Não deixa o problema de ser uma filigrana, dado que são apenas cinco palavras pinçadas num léxico de mais de 300 mil.

O acento diferencial da forma verbal “para”, eliminado no Acordo, ainda deixa saudade em alguns professores, mas a seu favor esses mesmos professores só têm exemplos por eles mesmos criados, fora de contexto e, portanto, fora da realidade. Levei exemplos reais, extraídos de manchetes da Folha de S.Paulo, por meio dos quais se percebe que o contexto resolve as possíveis ambiguidades. Ainda assim, sugeri que esse acento pudesse ser facultativo, como o de “fôrma”, que, embora não se registre na lista de palavras do VOLP, pode ser usado para desfazer ambiguidades, ou o da forma verbal  “dêmos” (presente do subjuntivo), quando necessário fazer distinção de “demos” (pretérito perfeito do indicativo).

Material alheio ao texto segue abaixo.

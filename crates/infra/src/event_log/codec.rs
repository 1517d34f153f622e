//! Binary codec for persisted event records.
//!
//! Layout (big-endian integers):
//!
//! - header: `event_id: 16B`, `aggregate_id: 16B`, `version: u64`,
//!   `kind: u8`, `occurred_at: i64` (nanoseconds since Unix epoch);
//! - body: kind-specific; variable-length strings are `u32`-length-prefixed
//!   UTF-8, embedded ids are 16B, timestamps are `i64` nanoseconds.
//!
//! A journal image is a `u64` record count followed by that many records.
//! Events of one aggregate appear in version order because the journal is
//! written in insertion order.

use chrono::{DateTime, Utc};
use thiserror::Error;
use uuid::Uuid;

use murmur_core::{AggregateId, PostBody, UserId, Username};
use murmur_events::{
    DomainEvent, EventKind, EventRecord, FollowEnded, FollowStarted, PostPublished, PostRetracted,
    UserRegistered,
};

#[derive(Debug, Error, Clone, PartialEq, Eq)]
pub enum CodecError {
    #[error("unexpected end of input")]
    UnexpectedEof,

    #[error("unknown event kind code {0}")]
    UnknownKind(u8),

    #[error("string field is not valid UTF-8")]
    InvalidUtf8,

    #[error("timestamp out of encodable range")]
    TimestampOutOfRange,

    #[error("trailing bytes after journal")]
    TrailingBytes,

    #[error("corrupt record: {0}")]
    Corrupt(String),
}

/// Encode one record, appending to `buf`.
pub fn encode_record(record: &EventRecord, buf: &mut Vec<u8>) -> Result<(), CodecError> {
    buf.extend_from_slice(record.event_id().as_bytes());
    buf.extend_from_slice(&record.aggregate_id().into_bytes());
    buf.extend_from_slice(&record.version().to_be_bytes());
    buf.push(record.kind().code());
    put_timestamp(record.occurred_at(), buf)?;

    match record.payload() {
        DomainEvent::UserRegistered(e) => {
            put_str(e.username.as_str(), buf);
        }
        DomainEvent::PostPublished(e) => {
            buf.extend_from_slice(&AggregateId::from(e.author_id).into_bytes());
            put_timestamp(e.published_at, buf)?;
            put_str(e.body.as_str(), buf);
        }
        DomainEvent::PostRetracted(_) => {}
        DomainEvent::FollowStarted(e) => {
            buf.extend_from_slice(&AggregateId::from(e.follower_id).into_bytes());
            buf.extend_from_slice(&AggregateId::from(e.followee_id).into_bytes());
        }
        DomainEvent::FollowEnded(e) => {
            buf.extend_from_slice(&AggregateId::from(e.follower_id).into_bytes());
            buf.extend_from_slice(&AggregateId::from(e.followee_id).into_bytes());
        }
    }

    Ok(())
}

/// Decode one record from the reader's current position.
pub fn decode_record(reader: &mut Reader<'_>) -> Result<EventRecord, CodecError> {
    let event_id = Uuid::from_bytes(reader.bytes16()?);
    let aggregate_id = AggregateId::from_bytes(reader.bytes16()?);
    let version = reader.u64()?;
    let kind_code = reader.u8()?;
    let occurred_at = reader.timestamp()?;

    let kind = EventKind::from_code(kind_code).ok_or(CodecError::UnknownKind(kind_code))?;
    let payload = match kind {
        EventKind::UserRegistered => {
            let username = Username::new(reader.string()?)
                .map_err(|e| CodecError::Corrupt(e.to_string()))?;
            DomainEvent::UserRegistered(UserRegistered { username })
        }
        EventKind::PostPublished => {
            let author_id = UserId::from(AggregateId::from_bytes(reader.bytes16()?));
            let published_at = reader.timestamp()?;
            let body =
                PostBody::new(reader.string()?).map_err(|e| CodecError::Corrupt(e.to_string()))?;
            DomainEvent::PostPublished(PostPublished {
                author_id,
                body,
                published_at,
            })
        }
        EventKind::PostRetracted => DomainEvent::PostRetracted(PostRetracted),
        EventKind::FollowStarted => {
            let follower_id = UserId::from(AggregateId::from_bytes(reader.bytes16()?));
            let followee_id = UserId::from(AggregateId::from_bytes(reader.bytes16()?));
            DomainEvent::FollowStarted(FollowStarted {
                follower_id,
                followee_id,
            })
        }
        EventKind::FollowEnded => {
            let follower_id = UserId::from(AggregateId::from_bytes(reader.bytes16()?));
            let followee_id = UserId::from(AggregateId::from_bytes(reader.bytes16()?));
            DomainEvent::FollowEnded(FollowEnded {
                follower_id,
                followee_id,
            })
        }
    };

    Ok(EventRecord::from_parts(
        event_id,
        aggregate_id,
        version,
        occurred_at,
        payload,
    ))
}

/// Encode a full journal (count-prefixed record sequence).
pub fn encode_journal(records: &[EventRecord]) -> Result<Vec<u8>, CodecError> {
    let mut buf = Vec::new();
    buf.extend_from_slice(&(records.len() as u64).to_be_bytes());
    for record in records {
        encode_record(record, &mut buf)?;
    }
    Ok(buf)
}

/// Decode a full journal; rejects trailing garbage.
pub fn decode_journal(bytes: &[u8]) -> Result<Vec<EventRecord>, CodecError> {
    let mut reader = Reader::new(bytes);
    let count = reader.u64()?;
    let mut records = Vec::with_capacity(count.min(1 << 20) as usize);
    for _ in 0..count {
        records.push(decode_record(&mut reader)?);
    }
    if !reader.is_empty() {
        return Err(CodecError::TrailingBytes);
    }
    Ok(records)
}

fn put_timestamp(at: DateTime<Utc>, buf: &mut Vec<u8>) -> Result<(), CodecError> {
    let nanos = at
        .timestamp_nanos_opt()
        .ok_or(CodecError::TimestampOutOfRange)?;
    buf.extend_from_slice(&nanos.to_be_bytes());
    Ok(())
}

fn put_str(s: &str, buf: &mut Vec<u8>) {
    buf.extend_from_slice(&(s.len() as u32).to_be_bytes());
    buf.extend_from_slice(s.as_bytes());
}

/// Cursor over an encoded buffer.
pub struct Reader<'a> {
    bytes: &'a [u8],
}

impl<'a> Reader<'a> {
    pub fn new(bytes: &'a [u8]) -> Self {
        Self { bytes }
    }

    pub fn is_empty(&self) -> bool {
        self.bytes.is_empty()
    }

    fn take(&mut self, n: usize) -> Result<&'a [u8], CodecError> {
        if self.bytes.len() < n {
            return Err(CodecError::UnexpectedEof);
        }
        let (head, tail) = self.bytes.split_at(n);
        self.bytes = tail;
        Ok(head)
    }

    fn u8(&mut self) -> Result<u8, CodecError> {
        Ok(self.take(1)?[0])
    }

    fn u32(&mut self) -> Result<u32, CodecError> {
        let raw: [u8; 4] = self.take(4)?.try_into().expect("exact slice");
        Ok(u32::from_be_bytes(raw))
    }

    fn u64(&mut self) -> Result<u64, CodecError> {
        let raw: [u8; 8] = self.take(8)?.try_into().expect("exact slice");
        Ok(u64::from_be_bytes(raw))
    }

    fn i64(&mut self) -> Result<i64, CodecError> {
        let raw: [u8; 8] = self.take(8)?.try_into().expect("exact slice");
        Ok(i64::from_be_bytes(raw))
    }

    fn bytes16(&mut self) -> Result<[u8; 16], CodecError> {
        Ok(self.take(16)?.try_into().expect("exact slice"))
    }

    fn timestamp(&mut self) -> Result<DateTime<Utc>, CodecError> {
        Ok(DateTime::from_timestamp_nanos(self.i64()?))
    }

    fn string(&mut self) -> Result<String, CodecError> {
        let len = self.u32()? as usize;
        let raw = self.take(len)?;
        String::from_utf8(raw.to_vec()).map_err(|_| CodecError::InvalidUtf8)
    }
}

O professor Evanildo Bechara explicou, no entanto,  que somente o acento circunflexo permaneceu como diferencial no texto do Acordo (pôr, pôde, obrigatórios; fôrma e dêmos, facultativos),  o que inviabiliza essa ideia, já que fazer isso abriria a possibilidade de retorno dos demais diferenciais. Como se vê, o trabalho do lexicógrafo é minucioso e é preciso reconhecer que requer um conhecimento muito especializado.